* _WORK TASK_: Across the listing below, count the lines holding "despaced". State the number and nothing more.

* _RECORD SET_:
==========

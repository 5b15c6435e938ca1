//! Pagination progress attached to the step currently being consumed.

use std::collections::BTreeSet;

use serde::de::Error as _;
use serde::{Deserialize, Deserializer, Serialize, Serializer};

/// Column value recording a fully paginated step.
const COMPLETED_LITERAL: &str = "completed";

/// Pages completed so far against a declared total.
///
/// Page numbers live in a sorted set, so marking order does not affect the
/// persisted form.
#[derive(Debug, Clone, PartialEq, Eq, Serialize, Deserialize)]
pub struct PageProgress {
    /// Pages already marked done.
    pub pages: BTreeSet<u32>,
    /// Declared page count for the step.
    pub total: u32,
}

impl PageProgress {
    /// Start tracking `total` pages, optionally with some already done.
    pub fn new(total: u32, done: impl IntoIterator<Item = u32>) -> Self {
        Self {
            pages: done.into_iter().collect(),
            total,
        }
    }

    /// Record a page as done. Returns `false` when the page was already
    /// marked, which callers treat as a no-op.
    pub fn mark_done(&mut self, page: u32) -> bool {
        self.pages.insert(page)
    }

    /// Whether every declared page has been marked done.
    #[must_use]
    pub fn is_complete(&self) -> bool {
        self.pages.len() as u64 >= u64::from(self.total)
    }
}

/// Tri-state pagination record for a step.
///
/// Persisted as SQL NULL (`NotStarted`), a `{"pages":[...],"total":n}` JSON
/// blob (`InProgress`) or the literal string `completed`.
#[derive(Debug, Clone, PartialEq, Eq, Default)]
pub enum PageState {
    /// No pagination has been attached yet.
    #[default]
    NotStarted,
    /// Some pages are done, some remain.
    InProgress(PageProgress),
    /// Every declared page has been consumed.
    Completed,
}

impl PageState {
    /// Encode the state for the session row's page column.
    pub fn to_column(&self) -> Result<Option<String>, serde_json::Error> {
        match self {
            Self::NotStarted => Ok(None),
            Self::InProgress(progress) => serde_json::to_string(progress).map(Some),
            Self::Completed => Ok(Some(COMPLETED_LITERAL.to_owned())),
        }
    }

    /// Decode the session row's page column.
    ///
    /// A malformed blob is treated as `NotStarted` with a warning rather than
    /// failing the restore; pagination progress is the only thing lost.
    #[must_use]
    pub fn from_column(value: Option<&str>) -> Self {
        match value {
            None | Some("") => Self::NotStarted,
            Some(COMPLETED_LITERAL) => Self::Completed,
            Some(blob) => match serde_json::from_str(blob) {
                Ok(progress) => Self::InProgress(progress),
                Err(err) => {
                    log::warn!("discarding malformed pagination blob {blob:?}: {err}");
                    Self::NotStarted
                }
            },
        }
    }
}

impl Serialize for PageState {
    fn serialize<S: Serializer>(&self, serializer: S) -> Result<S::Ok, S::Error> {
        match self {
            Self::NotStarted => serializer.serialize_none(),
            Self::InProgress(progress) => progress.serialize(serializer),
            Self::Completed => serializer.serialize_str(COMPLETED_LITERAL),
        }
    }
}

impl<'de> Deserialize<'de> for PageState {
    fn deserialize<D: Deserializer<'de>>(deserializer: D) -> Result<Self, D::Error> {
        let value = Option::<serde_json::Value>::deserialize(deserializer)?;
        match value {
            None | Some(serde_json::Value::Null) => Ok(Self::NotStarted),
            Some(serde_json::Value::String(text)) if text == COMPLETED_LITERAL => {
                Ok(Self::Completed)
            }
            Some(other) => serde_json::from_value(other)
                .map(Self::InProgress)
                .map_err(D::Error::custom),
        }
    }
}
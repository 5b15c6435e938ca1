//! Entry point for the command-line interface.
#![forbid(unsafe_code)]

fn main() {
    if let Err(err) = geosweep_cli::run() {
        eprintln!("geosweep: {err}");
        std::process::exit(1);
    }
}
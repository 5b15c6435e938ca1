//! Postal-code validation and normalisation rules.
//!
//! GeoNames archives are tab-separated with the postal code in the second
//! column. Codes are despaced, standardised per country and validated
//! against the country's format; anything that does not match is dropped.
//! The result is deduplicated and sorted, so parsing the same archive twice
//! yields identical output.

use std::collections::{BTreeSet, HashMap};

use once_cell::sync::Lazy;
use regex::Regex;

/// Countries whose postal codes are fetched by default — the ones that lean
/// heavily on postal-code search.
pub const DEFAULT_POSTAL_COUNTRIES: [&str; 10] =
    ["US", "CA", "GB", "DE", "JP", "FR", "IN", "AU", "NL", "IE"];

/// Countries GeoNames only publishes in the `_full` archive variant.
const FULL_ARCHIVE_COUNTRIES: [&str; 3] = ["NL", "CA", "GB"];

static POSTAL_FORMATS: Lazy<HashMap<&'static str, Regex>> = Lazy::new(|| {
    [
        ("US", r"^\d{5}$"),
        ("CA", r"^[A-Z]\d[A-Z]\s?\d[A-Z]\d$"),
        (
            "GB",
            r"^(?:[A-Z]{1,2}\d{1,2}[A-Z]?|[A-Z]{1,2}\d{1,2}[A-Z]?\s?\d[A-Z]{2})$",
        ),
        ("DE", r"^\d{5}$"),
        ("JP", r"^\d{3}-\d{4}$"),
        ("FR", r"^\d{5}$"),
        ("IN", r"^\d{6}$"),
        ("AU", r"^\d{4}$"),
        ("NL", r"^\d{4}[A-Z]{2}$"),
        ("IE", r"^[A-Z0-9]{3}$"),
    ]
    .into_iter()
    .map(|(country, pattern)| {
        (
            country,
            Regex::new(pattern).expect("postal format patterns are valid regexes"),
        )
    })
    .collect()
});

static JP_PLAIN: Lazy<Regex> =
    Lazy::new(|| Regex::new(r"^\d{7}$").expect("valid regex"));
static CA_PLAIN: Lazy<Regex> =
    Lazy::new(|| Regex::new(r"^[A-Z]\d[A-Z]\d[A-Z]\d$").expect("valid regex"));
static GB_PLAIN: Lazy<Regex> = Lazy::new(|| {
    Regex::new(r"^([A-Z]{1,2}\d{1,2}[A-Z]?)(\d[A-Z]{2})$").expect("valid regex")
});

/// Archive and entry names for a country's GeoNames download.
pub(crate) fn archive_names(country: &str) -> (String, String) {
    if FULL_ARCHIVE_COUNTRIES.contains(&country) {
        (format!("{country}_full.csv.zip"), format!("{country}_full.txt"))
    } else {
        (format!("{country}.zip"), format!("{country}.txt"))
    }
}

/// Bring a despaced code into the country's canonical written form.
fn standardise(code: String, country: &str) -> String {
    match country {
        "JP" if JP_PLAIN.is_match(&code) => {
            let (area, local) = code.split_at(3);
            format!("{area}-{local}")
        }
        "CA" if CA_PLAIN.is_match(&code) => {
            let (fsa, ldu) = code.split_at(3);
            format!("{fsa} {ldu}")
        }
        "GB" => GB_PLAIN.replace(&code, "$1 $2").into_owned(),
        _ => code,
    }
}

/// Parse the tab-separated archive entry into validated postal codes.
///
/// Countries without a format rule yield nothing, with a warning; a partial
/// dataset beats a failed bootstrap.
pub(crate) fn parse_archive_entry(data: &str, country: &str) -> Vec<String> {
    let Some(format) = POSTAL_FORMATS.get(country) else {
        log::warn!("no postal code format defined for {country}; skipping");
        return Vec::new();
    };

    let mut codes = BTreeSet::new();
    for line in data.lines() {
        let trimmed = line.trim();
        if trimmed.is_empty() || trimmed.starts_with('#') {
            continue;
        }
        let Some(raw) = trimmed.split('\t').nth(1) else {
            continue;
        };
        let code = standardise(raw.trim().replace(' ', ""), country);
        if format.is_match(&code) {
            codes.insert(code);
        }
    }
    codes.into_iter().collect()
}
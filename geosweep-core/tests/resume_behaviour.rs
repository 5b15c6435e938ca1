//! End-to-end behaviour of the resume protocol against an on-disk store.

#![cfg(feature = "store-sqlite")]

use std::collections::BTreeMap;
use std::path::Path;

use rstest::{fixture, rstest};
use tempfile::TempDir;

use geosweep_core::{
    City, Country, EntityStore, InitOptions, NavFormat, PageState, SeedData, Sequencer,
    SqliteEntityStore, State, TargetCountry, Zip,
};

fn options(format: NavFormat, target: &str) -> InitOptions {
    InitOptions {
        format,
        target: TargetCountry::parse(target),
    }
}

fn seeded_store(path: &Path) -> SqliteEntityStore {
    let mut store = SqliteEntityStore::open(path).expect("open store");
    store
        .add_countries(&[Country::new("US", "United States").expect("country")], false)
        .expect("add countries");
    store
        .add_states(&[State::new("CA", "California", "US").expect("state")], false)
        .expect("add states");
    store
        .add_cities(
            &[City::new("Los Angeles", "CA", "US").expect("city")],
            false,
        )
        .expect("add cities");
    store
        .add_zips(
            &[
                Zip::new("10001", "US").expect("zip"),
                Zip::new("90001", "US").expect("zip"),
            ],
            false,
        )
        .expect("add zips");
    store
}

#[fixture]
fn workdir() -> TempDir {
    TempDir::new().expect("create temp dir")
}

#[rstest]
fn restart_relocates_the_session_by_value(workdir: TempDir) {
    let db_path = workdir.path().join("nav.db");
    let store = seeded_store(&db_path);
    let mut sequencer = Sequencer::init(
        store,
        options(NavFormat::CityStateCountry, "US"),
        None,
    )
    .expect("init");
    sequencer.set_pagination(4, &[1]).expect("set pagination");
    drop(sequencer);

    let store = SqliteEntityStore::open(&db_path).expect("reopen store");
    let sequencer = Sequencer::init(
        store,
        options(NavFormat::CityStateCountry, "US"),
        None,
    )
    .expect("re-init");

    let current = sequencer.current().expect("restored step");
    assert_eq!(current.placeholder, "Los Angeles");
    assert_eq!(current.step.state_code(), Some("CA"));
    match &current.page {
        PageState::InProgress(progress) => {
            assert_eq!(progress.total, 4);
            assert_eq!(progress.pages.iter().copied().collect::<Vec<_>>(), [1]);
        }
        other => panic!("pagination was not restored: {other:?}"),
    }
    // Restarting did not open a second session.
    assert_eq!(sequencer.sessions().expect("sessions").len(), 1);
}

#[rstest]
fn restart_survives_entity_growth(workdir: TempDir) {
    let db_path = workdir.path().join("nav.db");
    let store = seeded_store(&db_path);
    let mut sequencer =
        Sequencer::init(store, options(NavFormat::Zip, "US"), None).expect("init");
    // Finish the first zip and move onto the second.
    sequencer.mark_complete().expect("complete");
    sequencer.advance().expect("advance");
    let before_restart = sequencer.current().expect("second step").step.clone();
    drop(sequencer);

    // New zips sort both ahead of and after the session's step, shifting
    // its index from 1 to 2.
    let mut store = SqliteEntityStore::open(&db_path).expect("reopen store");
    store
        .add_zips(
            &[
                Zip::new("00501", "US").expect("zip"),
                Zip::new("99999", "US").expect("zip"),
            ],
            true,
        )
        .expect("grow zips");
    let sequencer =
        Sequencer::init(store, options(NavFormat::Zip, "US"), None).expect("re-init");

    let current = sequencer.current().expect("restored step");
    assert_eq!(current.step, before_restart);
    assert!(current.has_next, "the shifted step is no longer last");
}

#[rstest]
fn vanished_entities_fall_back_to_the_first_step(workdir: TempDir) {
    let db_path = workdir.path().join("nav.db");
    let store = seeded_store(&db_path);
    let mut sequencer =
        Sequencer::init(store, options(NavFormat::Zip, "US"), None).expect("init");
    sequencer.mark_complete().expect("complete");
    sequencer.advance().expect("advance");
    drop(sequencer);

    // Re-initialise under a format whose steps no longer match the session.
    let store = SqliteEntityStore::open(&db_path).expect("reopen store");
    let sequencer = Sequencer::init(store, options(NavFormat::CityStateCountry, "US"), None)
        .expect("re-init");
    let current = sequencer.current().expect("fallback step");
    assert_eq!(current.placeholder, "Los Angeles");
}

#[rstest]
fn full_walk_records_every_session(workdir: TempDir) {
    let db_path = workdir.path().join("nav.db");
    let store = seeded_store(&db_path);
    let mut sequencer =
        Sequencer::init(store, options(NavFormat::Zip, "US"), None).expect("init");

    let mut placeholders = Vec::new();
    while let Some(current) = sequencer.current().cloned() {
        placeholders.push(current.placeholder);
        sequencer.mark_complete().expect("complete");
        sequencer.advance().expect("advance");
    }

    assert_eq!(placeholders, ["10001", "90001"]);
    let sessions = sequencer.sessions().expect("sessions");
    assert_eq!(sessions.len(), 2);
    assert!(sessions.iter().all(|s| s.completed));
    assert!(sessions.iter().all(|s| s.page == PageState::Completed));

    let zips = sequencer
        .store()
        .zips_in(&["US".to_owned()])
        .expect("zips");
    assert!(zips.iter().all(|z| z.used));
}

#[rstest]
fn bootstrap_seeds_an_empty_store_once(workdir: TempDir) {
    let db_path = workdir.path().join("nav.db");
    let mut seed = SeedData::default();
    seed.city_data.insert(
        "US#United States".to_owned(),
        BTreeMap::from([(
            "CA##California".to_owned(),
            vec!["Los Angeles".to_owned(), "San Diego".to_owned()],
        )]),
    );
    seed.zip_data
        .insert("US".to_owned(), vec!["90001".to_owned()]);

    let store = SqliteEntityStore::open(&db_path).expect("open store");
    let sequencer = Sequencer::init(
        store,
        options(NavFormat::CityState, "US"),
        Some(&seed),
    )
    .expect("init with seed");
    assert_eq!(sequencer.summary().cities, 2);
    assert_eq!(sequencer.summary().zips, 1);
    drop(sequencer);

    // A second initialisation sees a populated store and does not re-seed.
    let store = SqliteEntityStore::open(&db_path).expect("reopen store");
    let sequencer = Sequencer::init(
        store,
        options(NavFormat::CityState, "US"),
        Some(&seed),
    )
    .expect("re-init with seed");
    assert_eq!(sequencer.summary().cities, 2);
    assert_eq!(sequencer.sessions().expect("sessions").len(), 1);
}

==========

* _ANSWER TO THIS TASK_: 2